Le prestige de la fonction et l’indice de satisfaction au travail chutant, la qualité des relations élèves/enseignants étant stigmatisée, il ressort que la démotivation et la tentation du départ restent palpables chez les enseignants et notamment chez les nouveaux venus. Témoin, la demande pour des bilans de compétences qui ne cesse d’augmenter.
On sait aussi que cette demande correspond bien souvent à l’expression d’un malaise, autant qu’à une aspiration à se repositionner dans la carrière.
Par ailleurs, selon les recherches de l’OCDE, le problème du vieillissement du corps enseignant allié à une moindre attractivité de la carrière devrait affecter la plupart des pays industrialisés. Les emplois mieux rémunérés dans d’autres secteurs constituent une concurrence apte à détourner de nombreux jeunes d’une vocation encore fragile.

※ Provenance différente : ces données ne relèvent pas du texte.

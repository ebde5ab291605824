//! Transport error types.

use thiserror::Error;

/// Result type for transport operations.
pub type TransportResult<T> = Result<T, TransportError>;

/// Errors that stop a transport from serving.
#[derive(Debug, Error)]
pub enum TransportError {
    /// The listening socket could not be bound.
    #[error("Failed to bind to {address}: {source}")]
    BindError {
        address: String,
        #[source]
        source: std::io::Error,
    },

    /// The MCP session could not be established.
    #[error("Server initialization error: {0}")]
    InitError(String),

    /// The HTTP server stopped with an error.
    #[error("HTTP error: {0}")]
    HttpError(String),

    /// The rmcp service ended with an error.
    #[error("Service error: {0}")]
    ServiceError(String),
}

impl TransportError {
    pub fn bind(address: impl Into<String>, source: std::io::Error) -> Self {
        Self::BindError {
            address: address.into(),
            source,
        }
    }

    pub fn init(msg: impl Into<String>) -> Self {
        Self::InitError(msg.into())
    }

    pub fn http(msg: impl Into<String>) -> Self {
        Self::HttpError(msg.into())
    }

    pub fn service(msg: impl Into<String>) -> Self {
        Self::ServiceError(msg.into())
    }
}
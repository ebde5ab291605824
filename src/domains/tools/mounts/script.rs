//! Script tool mount adapter.
//!
//! A script tool is a Rhai file exposing `fn run(input, tools, cwd)`. The file
//! is re-read, compiled and evaluated on every call, so edits take effect
//! without a restart and no state leaks between calls.
//!
//! `tools` is the capability table scripts use to reach other mounted tools:
//!
//! ```rhai
//! fn run(input, tools, cwd) {
//!     let listing = tools.call_text("cli.ls", #{ args: ["-1", cwd] });
//!     #{ files: listing.split("\n").len() }
//! }
//! ```

use rhai::serde::{from_dynamic, to_dynamic};
use rhai::{AST, Dynamic, Engine, EvalAltResult, Position, Scope};
use serde_json::{Value, json};
use std::path::{Path, PathBuf};
use tracing::{debug, instrument};

use super::MountContext;
use crate::domains::tools::dispatcher::{CallStack, Dispatcher};
use crate::domains::tools::error::ToolError;
use crate::domains::tools::mounted::{JsonObject, MountedTool, Runner, ToolInput};
use crate::domains::tools::validation::ToolDescriptor;

/// Entry point every script must define.
pub const ENTRY_POINT: &str = "run";

/// Tool the `nushell` wrapper forwards to.
pub const NUSHELL_TOOL: &str = "cli.nu";

/// Pick the primary text out of a nested tool result.
///
/// `stdout` wins over `text`, which wins over `stderr`; anything else is
/// rendered as JSON.
pub fn result_text(result: &JsonObject) -> String {
    ["stdout", "text", "stderr"]
        .iter()
        .find_map(|key| result.get(*key).and_then(Value::as_str))
        .map(str::to_string)
        .unwrap_or_else(|| Value::Object(result.clone()).to_string())
}

/// Capability table handed to a script as its `tools` argument.
#[derive(Debug, Clone)]
pub struct ToolKit {
    dispatcher: Dispatcher,
    stack: CallStack,
}

impl ToolKit {
    pub fn new(dispatcher: Dispatcher, stack: CallStack) -> Self {
        Self { dispatcher, stack }
    }

    /// Forward to another mounted tool.
    pub fn call(&self, name: &str, input: ToolInput) -> Result<JsonObject, ToolError> {
        self.dispatcher.call(name, input, &self.stack)
    }

    /// Forward and keep only the result's primary text.
    pub fn call_text(&self, name: &str, input: ToolInput) -> Result<String, ToolError> {
        self.call(name, input).map(|result| result_text(&result))
    }

    /// Run a Nushell snippet through the regular `cli.nu` tool.
    pub fn nushell(&self, script: &str) -> Result<String, ToolError> {
        if script.trim().is_empty() {
            return Err(ToolError::invalid_input("script is required"));
        }
        let input = ToolInput::object(json!({ "args": ["-c", script] }))?;
        self.call_text(NUSHELL_TOOL, input)
    }
}

fn raise(err: ToolError) -> Box<EvalAltResult> {
    Box::new(EvalAltResult::ErrorRuntime(Dynamic::from(err), Position::NONE))
}

fn input_from_dynamic(input: &Dynamic) -> Result<ToolInput, ToolError> {
    let value: Value = from_dynamic(input).map_err(|e| ToolError::invalid_input(e.to_string()))?;
    ToolInput::try_from(value)
}

fn object_to_dynamic(result: JsonObject) -> Result<Dynamic, Box<EvalAltResult>> {
    to_dynamic(Value::Object(result))
}

fn script_call(kit: &ToolKit, name: &str, input: Dynamic) -> Result<Dynamic, Box<EvalAltResult>> {
    let input = input_from_dynamic(&input).map_err(raise)?;
    let result = kit.call(name, input).map_err(raise)?;
    object_to_dynamic(result)
}

fn script_call_text(kit: &ToolKit, name: &str, input: Dynamic) -> Result<String, Box<EvalAltResult>> {
    let input = input_from_dynamic(&input).map_err(raise)?;
    kit.call_text(name, input).map_err(raise)
}

/// Engine with the `Tools` type and its methods registered.
fn build_engine() -> Engine {
    let mut engine = Engine::new();
    engine.on_print(|text| debug!(target: "tool_script", "{}", text));
    engine.on_debug(|text, source, pos| {
        debug!(target: "tool_script", "{} @ {:?} {}", text, source, pos)
    });
    engine
        .register_type_with_name::<ToolKit>("Tools")
        .register_fn("call_tool", |kit: &mut ToolKit, name: &str| {
            script_call(kit, name, Dynamic::UNIT)
        })
        .register_fn("call_tool", |kit: &mut ToolKit, name: &str, input: Dynamic| {
            script_call(kit, name, input)
        })
        .register_fn("call_text", |kit: &mut ToolKit, name: &str| {
            script_call_text(kit, name, Dynamic::UNIT)
        })
        .register_fn("call_text", |kit: &mut ToolKit, name: &str, input: Dynamic| {
            script_call_text(kit, name, input)
        })
        .register_fn("nushell", |kit: &mut ToolKit, script: &str| {
            kit.nushell(script).map_err(raise)
        });
    engine
}

/// A nested-call failure raised inside the script keeps its original kind.
fn find_tool_error(err: &EvalAltResult) -> Option<ToolError> {
    match err {
        EvalAltResult::ErrorRuntime(value, _) => value.clone().try_cast::<ToolError>(),
        EvalAltResult::ErrorInFunctionCall(_, _, inner, _) => find_tool_error(inner),
        _ => None,
    }
}

fn script_error(path: &Path, err: &EvalAltResult) -> ToolError {
    find_tool_error(err)
        .unwrap_or_else(|| ToolError::execution_failed(format!("{}: {}", path.display(), err)))
}

/// A script file bound at mount time.
#[derive(Debug, Clone)]
pub struct ScriptModule {
    path: PathBuf,
    dispatcher: Dispatcher,
}

impl ScriptModule {
    pub fn new(path: PathBuf, dispatcher: Dispatcher) -> Self {
        Self { path, dispatcher }
    }

    fn load(&self, engine: &Engine) -> Result<AST, ToolError> {
        let text = std::fs::read_to_string(&self.path).map_err(|e| {
            ToolError::execution_failed(format!(
                "unable to load tool script {}: {}",
                self.path.display(),
                e
            ))
        })?;
        let ast = engine.compile(&text).map_err(|e| {
            ToolError::execution_failed(format!("{}: {}", self.path.display(), e))
        })?;

        let has_entry = ast
            .iter_functions()
            .any(|f| f.name == ENTRY_POINT && f.params.len() == 3);
        if !has_entry {
            return Err(ToolError::execution_failed(format!(
                "tool script missing {}(input, tools, cwd) in {}",
                ENTRY_POINT,
                self.path.display()
            )));
        }
        Ok(ast)
    }

    /// Load and evaluate the script's entry point once.
    #[instrument(skip_all, fields(script = %self.path.display()))]
    pub fn run(&self, payload: JsonObject, stack: &CallStack) -> Result<JsonObject, ToolError> {
        let engine = build_engine();
        let ast = self.load(&engine)?;

        let input = to_dynamic(Value::Object(payload))
            .map_err(|e| ToolError::internal(format!("input conversion failed: {}", e)))?;
        let tools = ToolKit::new(self.dispatcher.clone(), stack.clone());
        let cwd = self
            .path
            .parent()
            .map(|dir| dir.to_string_lossy().to_string())
            .unwrap_or_default();

        let output: Dynamic = engine
            .call_fn(&mut Scope::new(), &ast, ENTRY_POINT, (input, tools, cwd))
            .map_err(|e| script_error(&self.path, &e))?;

        let value: Value = from_dynamic(&output).map_err(|e| {
            ToolError::execution_failed(format!(
                "{}: result is not JSON-compatible: {}",
                self.path.display(),
                e
            ))
        })?;
        Ok(match value {
            Value::Object(map) => map,
            other => {
                let mut wrapped = JsonObject::new();
                wrapped.insert("result".to_string(), other);
                wrapped
            }
        })
    }
}

/// Build one mounted script tool.
pub fn build_script_mount(tool: &ToolDescriptor, ctx: &MountContext<'_>) -> Option<MountedTool> {
    let Some(source) = tool.string_field("source") else {
        (ctx.log)(&format!(
            "[mcp-server] tool {} missing source for {}",
            tool.name, tool.tool_type
        ));
        return None;
    };
    let source_path = ctx.spec_dir().join(source);
    if !source_path.exists() {
        (ctx.log)(&format!(
            "[mcp-server] tool {} {} source not found: {}",
            tool.name,
            tool.tool_type,
            source_path.display()
        ));
        return None;
    }

    let module = ScriptModule::new(source_path.clone(), ctx.dispatcher.clone());
    let runner = Runner::new(move |input, stack| module.run(input.into_payload(), stack));

    Some(MountedTool {
        name: tool.name.clone(),
        description: tool.description.clone(),
        inputs_desc: tool.inputs().cloned(),
        outputs_desc: tool.outputs().cloned(),
        meta: JsonObject::new(),
        runner,
        source: Value::String(source.to_string()),
        source_path,
    })
}

#[cfg(test)]
mod tests {
    use super::*;
    use crate::domains::tools::dispatcher::{Catalog, DEFAULT_MAX_CALL_DEPTH};
    use std::fs;
    use tempfile::TempDir;

    fn sealed_dispatcher(entries: Vec<(&str, Runner)>) -> Dispatcher {
        let dispatcher = Dispatcher::unsealed(DEFAULT_MAX_CALL_DEPTH);
        let catalog: Catalog = entries
            .into_iter()
            .map(|(name, runner)| (name.to_string(), runner))
            .collect();
        dispatcher.seal(catalog).unwrap();
        dispatcher
    }

    fn script(temp: &TempDir, body: &str, dispatcher: Dispatcher) -> ScriptModule {
        let path = temp.path().join("tool.rhai");
        fs::write(&path, body).unwrap();
        ScriptModule::new(path, dispatcher)
    }

    fn payload(value: Value) -> JsonObject {
        value.as_object().cloned().unwrap()
    }

    #[test]
    fn test_runs_entry_point_with_input_and_cwd() {
        let temp = TempDir::new().unwrap();
        let module = script(
            &temp,
            "fn run(input, tools, cwd) { #{ got: input.value, cwd: cwd } }",
            sealed_dispatcher(vec![]),
        );
        let result = module
            .run(payload(json!({"value": "v1"})), &CallStack::root())
            .unwrap();
        assert_eq!(result.get("got"), Some(&json!("v1")));
        assert_eq!(
            result.get("cwd"),
            Some(&json!(temp.path().to_string_lossy()))
        );
    }

    #[test]
    fn test_non_map_result_is_wrapped() {
        let temp = TempDir::new().unwrap();
        let module = script(
            &temp,
            "fn run(input, tools, cwd) { 6 * 7 }",
            sealed_dispatcher(vec![]),
        );
        let result = module.run(JsonObject::new(), &CallStack::root()).unwrap();
        assert_eq!(Value::Object(result), json!({"result": 42}));
    }

    #[test]
    fn test_script_reloaded_on_every_call() {
        let temp = TempDir::new().unwrap();
        let module = script(
            &temp,
            r#"fn run(input, tools, cwd) { "first" }"#,
            sealed_dispatcher(vec![]),
        );
        let first = module.run(JsonObject::new(), &CallStack::root()).unwrap();
        fs::write(
            temp.path().join("tool.rhai"),
            r#"fn run(input, tools, cwd) { "second" }"#,
        )
        .unwrap();
        let second = module.run(JsonObject::new(), &CallStack::root()).unwrap();
        assert_eq!(first.get("result"), Some(&json!("first")));
        assert_eq!(second.get("result"), Some(&json!("second")));
    }

    #[test]
    fn test_missing_entry_point() {
        let temp = TempDir::new().unwrap();
        let module = script(&temp, "fn main() { 1 }", sealed_dispatcher(vec![]));
        let err = module.run(JsonObject::new(), &CallStack::root()).unwrap_err();
        assert_eq!(err.kind(), "execution_failed");
        assert!(err.to_string().contains("missing run"));
    }

    #[test]
    fn test_script_runtime_error_is_execution_failed() {
        let temp = TempDir::new().unwrap();
        let module = script(
            &temp,
            r#"fn run(input, tools, cwd) { throw "boom"; }"#,
            sealed_dispatcher(vec![]),
        );
        let err = module.run(JsonObject::new(), &CallStack::root()).unwrap_err();
        assert_eq!(err.kind(), "execution_failed");
        assert!(err.to_string().contains("boom"));
    }

    #[test]
    fn test_nested_call_returns_exact_result() {
        let temp = TempDir::new().unwrap();
        let echo = Runner::new(|input, _stack| {
            let mut result = input.into_payload();
            result.insert("echoed".to_string(), json!(true));
            Ok(result)
        });
        let module = script(
            &temp,
            r#"fn run(input, tools, cwd) { tools.call_tool("core.echo", #{ a: 1, b: "two" }) }"#,
            sealed_dispatcher(vec![("core.echo", echo)]),
        );
        let result = module.run(JsonObject::new(), &CallStack::root()).unwrap();
        assert_eq!(
            Value::Object(result),
            json!({"a": 1, "b": "two", "echoed": true})
        );
    }

    #[test]
    fn test_nested_unknown_tool_keeps_kind() {
        let temp = TempDir::new().unwrap();
        let module = script(
            &temp,
            r#"fn run(input, tools, cwd) { tools.call_tool("does.not.exist") }"#,
            sealed_dispatcher(vec![]),
        );
        let err = module.run(JsonObject::new(), &CallStack::root()).unwrap_err();
        assert_eq!(err, ToolError::unknown_tool("does.not.exist"));
    }

    #[test]
    fn test_call_text_and_nushell_wrappers() {
        let temp = TempDir::new().unwrap();
        let nu = Runner::new(|input, _stack| {
            let args = input.into_payload().get("args").cloned().unwrap_or_default();
            let mut result = JsonObject::new();
            result.insert("stdout".to_string(), json!(args.to_string()));
            result.insert("text".to_string(), json!("ignored"));
            Ok(result)
        });
        let note = Runner::new(|_input, _stack| {
            let mut result = JsonObject::new();
            result.insert("text".to_string(), json!("note text"));
            Ok(result)
        });
        let module = script(
            &temp,
            r#"fn run(input, tools, cwd) {
                #{ nu: tools.nushell("1 + 1"), note: tools.call_text("note", #{}) }
            }"#,
            sealed_dispatcher(vec![(NUSHELL_TOOL, nu), ("note", note)]),
        );
        let result = module.run(JsonObject::new(), &CallStack::root()).unwrap();
        assert_eq!(result.get("nu"), Some(&json!(r#"["-c","1 + 1"]"#)));
        assert_eq!(result.get("note"), Some(&json!("note text")));
    }

    #[test]
    fn test_result_text_priority() {
        let both = payload(json!({"stderr": "e", "text": "t"}));
        assert_eq!(result_text(&both), "t");
        let only_err = payload(json!({"stderr": "e", "exit_code": 1}));
        assert_eq!(result_text(&only_err), "e");
        let none = payload(json!({"value": 3}));
        assert_eq!(result_text(&none), r#"{"value":3}"#);
    }
}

La conjugaison de tous ces facteurs ne devrait pas être négligée. De ce point de vue, l’épisode du rectorat de Créteil, sacrifié pour l’heure sur l’autel des déballages médiatiques du Carla Show, sonne comme un avertisseur et pourrait connaître de nouveaux rebondissements.
Ce qui se passe en Suède devrait donc nous alerter, d’autant que ce qui est attendu par les experts européens pour réussir la stratégie de Lisbonne est une élévation de la qualité et de l’efficacité de l’enseignement.
Or, on sait ce qu’il advient des métiers présentés comme pénibles, déconsidérés et peu attractifs sur le plan de la rémunération.
La protection que constitue le statut de fonctionnaire pourrait ne plus jouer autant à l’avenir, pour les meilleurs potentiels notamment, qui pourront faire jouer la concurrence et la loi du marché, dès que cela sera visible et réalisable.
L’exemple des COPSY, personnels de l’orientation, premier bastion à faire directement les frais des restrictions budgétaires, devrait également nous alerter. Car leur extinction progressive, programmée peut-être, se conjugue avec le développement de la marchandisation du conseil en orientation, menace pointée par certains de leurs représentants sur le danger d’une orientation à deux vitesses.
Le risque d’une marchandisation de l’Education n’est donc pas non plus à écarter.
Ce que vivent les professions de santé et du social, avec une désaffection qui gagne malgré les garanties statutaires, l’enseignement pourrait lui aussi le vivre, plus tôt qu’il ne l’imagine, surtout si rien n’est fait pour contredire ce mauvais scénario.